Sunday, August 23, 2009

Chalazion (warning: medical drama)

Don't know what this is? If you don't-then that's a good thing for you. I've had a wonderful life filled with them, including numerous surgeries to get rid of em. Intrigued yet? Trust me, it isn't the greatest thing in the world.

I just had surgery, again, Friday to have two more of these bad boys removed. To keep you from having to google this wonderful word candy, I will get you in the know.

Chalazion (sha-lay-ze-on) are swollen masses that occur inside your eyelids. (commence queasiness in stomach now). This occurs when the natural oils in your pores cannot drain forcing them to swell. And yes-they are uncomfortable. Sometimes they block my vision; other times they make me look like I'm constantly crying (No I'm not sad over what you have just told me). And still other times they make me look stoned. (this may not be because of the chalazion ha ha).

Anyway-the procedure to remove these sucks. I thought about writing a wonderful descriptionary context better than "sucks", but honestly that just about fits it. First and foremost, and the most easy part, they put eye drops in to numb your eyeball. Not that they will be touching it in anyway-I think that just do it for fun. Then I proceeded to get not one...not two...but THREE SHOTS IN MY EYELID. Holy jumpin jesus juice that hurt.

(pause for dramatic effect)

But now the fun part. Ladies? You ever curl your eyelashes? You know that contraption you use that's crescent shaped? They use one of these puppies to grasp your eyelid and then clamp it back against your forehead. Now I know why they numb your eyeball, because suddenly you are reading the deepest secrets of your inner brain because its backwards (the eye not my secrets). Then just as quick as can be they "lance" the "bump" and squeeze the shit out of your eyelid to get the stuff out. The stuff I'm assuming is a collection of various colored liquids consisting of something I'd rather not think about. And all done!

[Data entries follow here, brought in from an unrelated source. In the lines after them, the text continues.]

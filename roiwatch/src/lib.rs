// roiwatch/src/lib.rs
//
// Actual and projected ROI for a scored binary classifier, one batch at a time.

pub mod config;
pub mod engine;
pub mod error;
pub mod eval;
pub mod loader;
pub mod records;

pub use config::{BaselineRates, Convention, CostTable, FieldMap, FormulaKind, RoiConfig};
pub use error::{ConfigError, RoiError};
pub use eval::{OutcomeCounts, OutcomeValues, ProjectionStatus, RoiEvaluator, Summary};
pub use records::{Class, ClassifiedRecord, Outcome, Record};
//! Insertion-ordered map deserialization.
//!
//! Schema maps (`types`, `enums`, `instances`, switch `cases`) are
//! compiled in the order they are written, so they are loaded into
//! `Vec<(String, T)>` rather than a hash map.

use std::fmt;
use std::marker::PhantomData;

use serde::de::{Deserialize, Deserializer, MapAccess, Visitor};

struct OrderedVisitor<T>(PhantomData<T>);

impl<'de, T: Deserialize<'de>> Visitor<'de> for OrderedVisitor<T> {
    type Value = Vec<(String, T)>;

    fn expecting(&self, f: &mut fmt::Formatter<'_>) -> fmt::Result {
        f.write_str("a map")
    }

    fn visit_map<A: MapAccess<'de>>(self, mut map: A) -> Result<Self::Value, A::Error> {
        let mut entries = Vec::with_capacity(map.size_hint().unwrap_or(0));
        while let Some((key, value)) = map.next_entry::<String, T>()? {
            entries.push((key, value));
        }
        Ok(entries)
    }
}

/// `deserialize_with` target for ordered maps.
///
/// # Errors
///
/// Whatever the underlying deserializer reports.
pub fn deserialize<'de, D, T>(deserializer: D) -> Result<Vec<(String, T)>, D::Error>
where
    D: Deserializer<'de>,
    T: Deserialize<'de>,
{
    deserializer.deserialize_map(OrderedVisitor(PhantomData))
}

The truly sad part? I'm liable to get these the remainder of my life. Some go away. Some swell to the size of peas. Hell I've had 8 surgeries so far. I'm a pro now!

6 comments:

Katie said...

That is the coolest word I have ever heard. I would never have guessed that its a name for an eye crust/growth/whatever. I would probably use it like:

"What are you doing today?"
"Nothing much. Just chalazion around my apartment."

or

"He's such a beautiful baby! I want to name him Chalazion."

Seriously, I'm sorry you have to go through that mess. If I could take the pain away from you, I totally wouldn't. But I'm still feeling kind of sad for you.

Andrew said...

omg. I want to hug you.

Nice guys finish last...or something like that said...

Andrew-Friday?
Katie-thanks K!! :-)

Salma said...

Oh yeah, chalazions do suck (I know what I'm talking about!)

Cheer up!

Saadi said...

Lol, I googled it even before you told me!

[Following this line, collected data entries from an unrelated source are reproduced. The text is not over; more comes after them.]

use std::fmt;

use serde::de::{Deserializer, Error as _};
use serde::Deserialize;

use crate::error::SchemaError;

/// Source text of an embedded expression.
///
/// Schema documents may write simple expressions as bare JSON numbers or
/// booleans (`"size": 4`, `"if": true`); those are kept as their textual
/// form so the compiler sees one representation.
#[derive(Clone, Debug, PartialEq, Eq, Hash, Deserialize)]
#[serde(from = "RawExpression")]
pub struct Expression(String);

#[derive(Deserialize)]
#[serde(untagged)]
enum RawExpression {
    Text(String),
    Int(i64),
    UInt(u64),
    Float(f64),
    Bool(bool),
}

impl From<RawExpression> for Expression {
    fn from(raw: RawExpression) -> Self {
        Self(match raw {
            RawExpression::Text(s) => s,
            RawExpression::Int(v) => v.to_string(),
            RawExpression::UInt(v) => v.to_string(),
            RawExpression::Float(v) => format!("{v:?}"),
            RawExpression::Bool(v) => v.to_string(),
        })
    }
}

impl Expression {
    pub fn new(text: impl Into<String>) -> Self {
        Self(text.into())
    }

    #[must_use]
    pub fn as_str(&self) -> &str {
        &self.0
    }
}

impl fmt::Display for Expression {
    fn fmt(&self, f: &mut fmt::Formatter<'_>) -> fmt::Result {
        f.write_str(&self.0)
    }
}

impl From<&str> for Expression {
    fn from(text: &str) -> Self {
        Self::new(text)
    }
}

/// Declared type of a field: a type name or a switch.
#[derive(Clone, Debug, PartialEq, Deserialize)]
#[serde(untagged)]
pub enum TypeKey {
    Named(String),
    Switch(SwitchSpec),
}

/// Type chosen at decode time from a selector expression.
///
/// `cases` maps case-literal expressions (`"1"`, `"0x10"`,
/// `"kind::png"`, `"_"` for the default) to type names, in document
/// order.
#[derive(Clone, Debug, PartialEq, Deserialize)]
#[serde(rename_all = "kebab-case")]
pub struct SwitchSpec {
    pub switch_on: Expression,
    #[serde(deserialize_with = "crate::ordered::deserialize")]
    pub cases: Vec<(String, String)>,
}

#[derive(Clone, Copy, Debug, PartialEq, Eq, Deserialize)]
#[serde(rename_all = "lowercase")]
pub enum Repeat {
    Expr,
    Until,
    Eos,
}

/// Origin for a `pos` expression.
#[derive(Clone, Copy, Debug, Default, PartialEq, Eq, Deserialize)]
#[serde(rename_all = "snake_case")]
pub enum Whence {
    #[default]
    SeekSet,
    SeekEnd,
    SeekCur,
}

/// Fixed bytes a field must contain.
#[derive(Clone, Debug, PartialEq, Eq, Deserialize)]
#[serde(untagged)]
pub enum Contents {
    Text(String),
    Items(Vec<ContentItem>),
}

#[derive(Clone, Debug, PartialEq, Eq, Deserialize)]
#[serde(untagged)]
pub enum ContentItem {
    Byte(u8),
    Text(String),
}

impl Contents {
    /// The expected bytes, with string items contributing their UTF-8.
    #[must_use]
    pub fn bytes(&self) -> Vec<u8> {
        match self {
            Self::Text(s) => s.as_bytes().to_vec(),
            Self::Items(items) => items
                .iter()
                .flat_map(|item| match item {
                    ContentItem::Byte(b) => vec![*b],
                    ContentItem::Text(s) => s.as_bytes().to_vec(),
                })
                .collect(),
        }
    }
}

/// One step of a `process` pipeline, e.g. `xor(0x5a)` or `zlib`.
#[derive(Clone, Debug, PartialEq, Eq, Deserialize)]
#[serde(try_from = "String")]
pub struct ProcessSpec {
    /// Transform name; dotted names refer to user transforms.
    pub name: String,
    pub args: Vec<Expression>,
}

impl TryFrom<String> for ProcessSpec {
    type Error = SchemaError;

    fn try_from(spec: String) -> Result<Self, Self::Error> {
        let invalid = |reason| SchemaError::InvalidProcess {
            spec: spec.clone(),
            reason,
        };
        let text = spec.trim();
        let (name, args) = match text.find('(') {
            None => (text, Vec::new()),
            Some(open) => {
                let inner = text[open + 1..]
                    .strip_suffix(')')
                    .ok_or_else(|| invalid("missing closing parenthesis"))?;
                let args = split_top_level(inner)
                    .ok_or_else(|| invalid("unbalanced brackets in arguments"))?
                    .into_iter()
                    .map(Expression::new)
                    .collect();
                (text[..open].trim(), args)
            }
        };
        let valid = !name.is_empty()
            && name
                .chars()
                .all(|c| c.is_ascii_alphanumeric() || c == '_' || c == '.');
        if !valid {
            return Err(invalid("transform name must be a dotted identifier"));
        }
        Ok(Self {
            name: name.to_owned(),
            args,
        })
    }
}

/// Split on commas that are not nested in brackets or quotes.
fn split_top_level(inner: &str) -> Option<Vec<String>> {
    let mut parts = Vec::new();
    let mut depth = 0i32;
    let mut quote = None;
    let mut current = String::new();
    for c in inner.chars() {
        match (quote, c) {
            (Some(q), _) if c == q => quote = None,
            (Some(_), _) => {}
            (None, '"' | '\'') => quote = Some(c),
            (None, '(' | '[') => depth += 1,
            (None, ')' | ']') => {
                depth -= 1;
                if depth < 0 {
                    return None;
                }
            }
            (None, ',') if depth == 0 => {
                parts.push(current.trim().to_owned());
                current.clear();
                continue;
            }
            _ => {}
        }
        current.push(c);
    }
    if depth != 0 || quote.is_some() {
        return None;
    }
    if !current.trim().is_empty() || !parts.is_empty() {
        parts.push(current.trim().to_owned());
    }
    Some(parts)
}

fn one_or_many<'de, D>(deserializer: D) -> Result<Vec<ProcessSpec>, D::Error>
where
    D: Deserializer<'de>,
{
    #[derive(Deserialize)]
    #[serde(untagged)]
    enum OneOrMany {
        One(String),
        Many(Vec<String>),
    }

    let specs = match OneOrMany::deserialize(deserializer)? {
        OneOrMany::One(spec) => vec![spec],
        OneOrMany::Many(specs) => specs,
    };
    specs
        .into_iter()
        .map(|spec| ProcessSpec::try_from(spec).map_err(D::Error::custom))
        .collect()
}

/// A field of a record's `seq`, or a derived field under `instances`.
///
/// Keys follow the schema document's kebab-case spelling.
#[derive(Clone, Debug, Default, PartialEq, Deserialize)]
#[serde(rename_all = "kebab-case")]
pub struct Attribute {
    /// Filled from the map key for instances.
    #[serde(default)]
    pub id: String,
    #[serde(rename = "type")]
    pub ty: Option<TypeKey>,
    pub size: Option<Expression>,
    #[serde(default)]
    pub size_eos: bool,
    pub doc: Option<String>,
    pub repeat: Option<Repeat>,
    pub repeat_expr: Option<Expression>,
    pub repeat_until: Option<Expression>,
    pub contents: Option<Contents>,
    pub value: Option<Expression>,
    pub pos: Option<Expression>,
    pub whence: Option<Whence>,
    #[serde(rename = "enum")]
    pub enum_name: Option<String>,
    #[serde(rename = "if")]
    pub if_expr: Option<Expression>,
    #[serde(default, deserialize_with = "one_or_many")]
    pub process: Vec<ProcessSpec>,
    pub terminator: Option<Expression>,
    pub consume: Option<bool>,
    pub include: Option<bool>,
    pub eos_error: Option<bool>,
    pub pad_right: Option<Expression>,
    pub encoding: Option<String>,
}

impl Attribute {
    /// Type name when the declared type is not a switch.
    #[must_use]
    pub fn type_name(&self) -> Option<&str> {
        match &self.ty {
            Some(TypeKey::Named(name)) => Some(name),
            _ => None,
        }
    }
}

#[cfg(test)]
mod tests {
    use super::*;

    fn process(spec: &str) -> Result<ProcessSpec, SchemaError> {
        ProcessSpec::try_from(spec.to_owned())
    }

    #[test]
    fn process_without_args() {
        let spec = process("zlib").unwrap();
        assert_eq!(spec.name, "zlib");
        assert!(spec.args.is_empty());
    }

    #[test]
    fn process_splits_top_level_commas_only() {
        let spec = process("my_codecs.unscramble(key, [1, 2], 'a,b')").unwrap();
        assert_eq!(spec.name, "my_codecs.unscramble");
        let args: Vec<&str> = spec.args.iter().map(Expression::as_str).collect();
        assert_eq!(args, ["key", "[1, 2]", "'a,b'"]);
    }

    #[test]
    fn process_rejects_malformed() {
        assert!(process("xor(0x5a").is_err());
        assert!(process("xor([1, 2)").is_err());
        assert!(process("bad name(1)").is_err());
    }

    #[test]
    fn numeric_expressions_become_text() {
        let attr: Attribute =
            serde_json::from_str(r#"{"id": "x", "size": 4, "if": true, "pad-right": 32}"#).unwrap();
        assert_eq!(attr.size, Some(Expression::new("4")));
        assert_eq!(attr.if_expr, Some(Expression::new("true")));
        assert_eq!(attr.pad_right, Some(Expression::new("32")));
    }

    #[test]
    fn contents_string_and_mixed_array() {
        let text: Contents = serde_json::from_str(r#""GIF""#).unwrap();
        assert_eq!(text.bytes(), b"GIF");
        let mixed: Contents = serde_json::from_str(r#"[137, "PNG", 13, 10]"#).unwrap();
        assert_eq!(mixed.bytes(), vec![137, b'P', b'N', b'G', 13, 10]);
    }

    #[test]
    fn switch_type_keeps_case_order() {
        let attr: Attribute = serde_json::from_str(
            r#"{"id": "body", "type": {"switch-on": "kind", "cases": {"2": "b", "1": "a", "_": "c"}}}"#,
        )
        .unwrap();
        let Some(TypeKey::Switch(switch)) = attr.ty else {
            panic!("expected switch type");
        };
        assert_eq!(switch.switch_on.as_str(), "kind");
        let keys: Vec<&str> = switch.cases.iter().map(|(k, _)| k.as_str()).collect();
        assert_eq!(keys, ["2", "1", "_"]);
    }

    #[test]
    fn process_accepts_one_or_many() {
        let one: Attribute = serde_json::from_str(r#"{"id": "a", "process": "xor(1)"}"#).unwrap();
        assert_eq!(one.process.len(), 1);
        let many: Attribute =
            serde_json::from_str(r#"{"id": "a", "process": ["rol(3)", "zlib"]}"#).unwrap();
        let names: Vec<&str> = many.process.iter().map(|p| p.name.as_str()).collect();
        assert_eq!(names, ["rol", "zlib"]);
    }

    #[test]
    fn whence_and_repeat_spellings() {
        let attr: Attribute = serde_json::from_str(
            r#"{"id": "a", "whence": "seek_cur", "repeat": "until", "repeat-until": "_ == 0"}"#,
        )
        .unwrap();
        assert_eq!(attr.whence, Some(Whence::SeekCur));
        assert_eq!(attr.repeat, Some(Repeat::Until));
    }
}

I'm studying to be a doctor, and my eye ward is yet to start! And I had not heard of these mean critters up till now!

And the procedure sounds so fascinating but I'm damn sure it's something totally different to go through it!

Sorry if I'm sounding like a air-head! I love reading about surgeries!

Jack said...

yeah, I had one for 5 months and there is still scar tissue today (it started appearing in January). My sympathies go out to you because these things just plain suck and look really gross. Mine was so big I rocked a band-aide for 3 months straight. Got a lot of Nelly jokes. The doctor said it was like Wikipedia page big. Keep those compresses and baby shampoo washes going.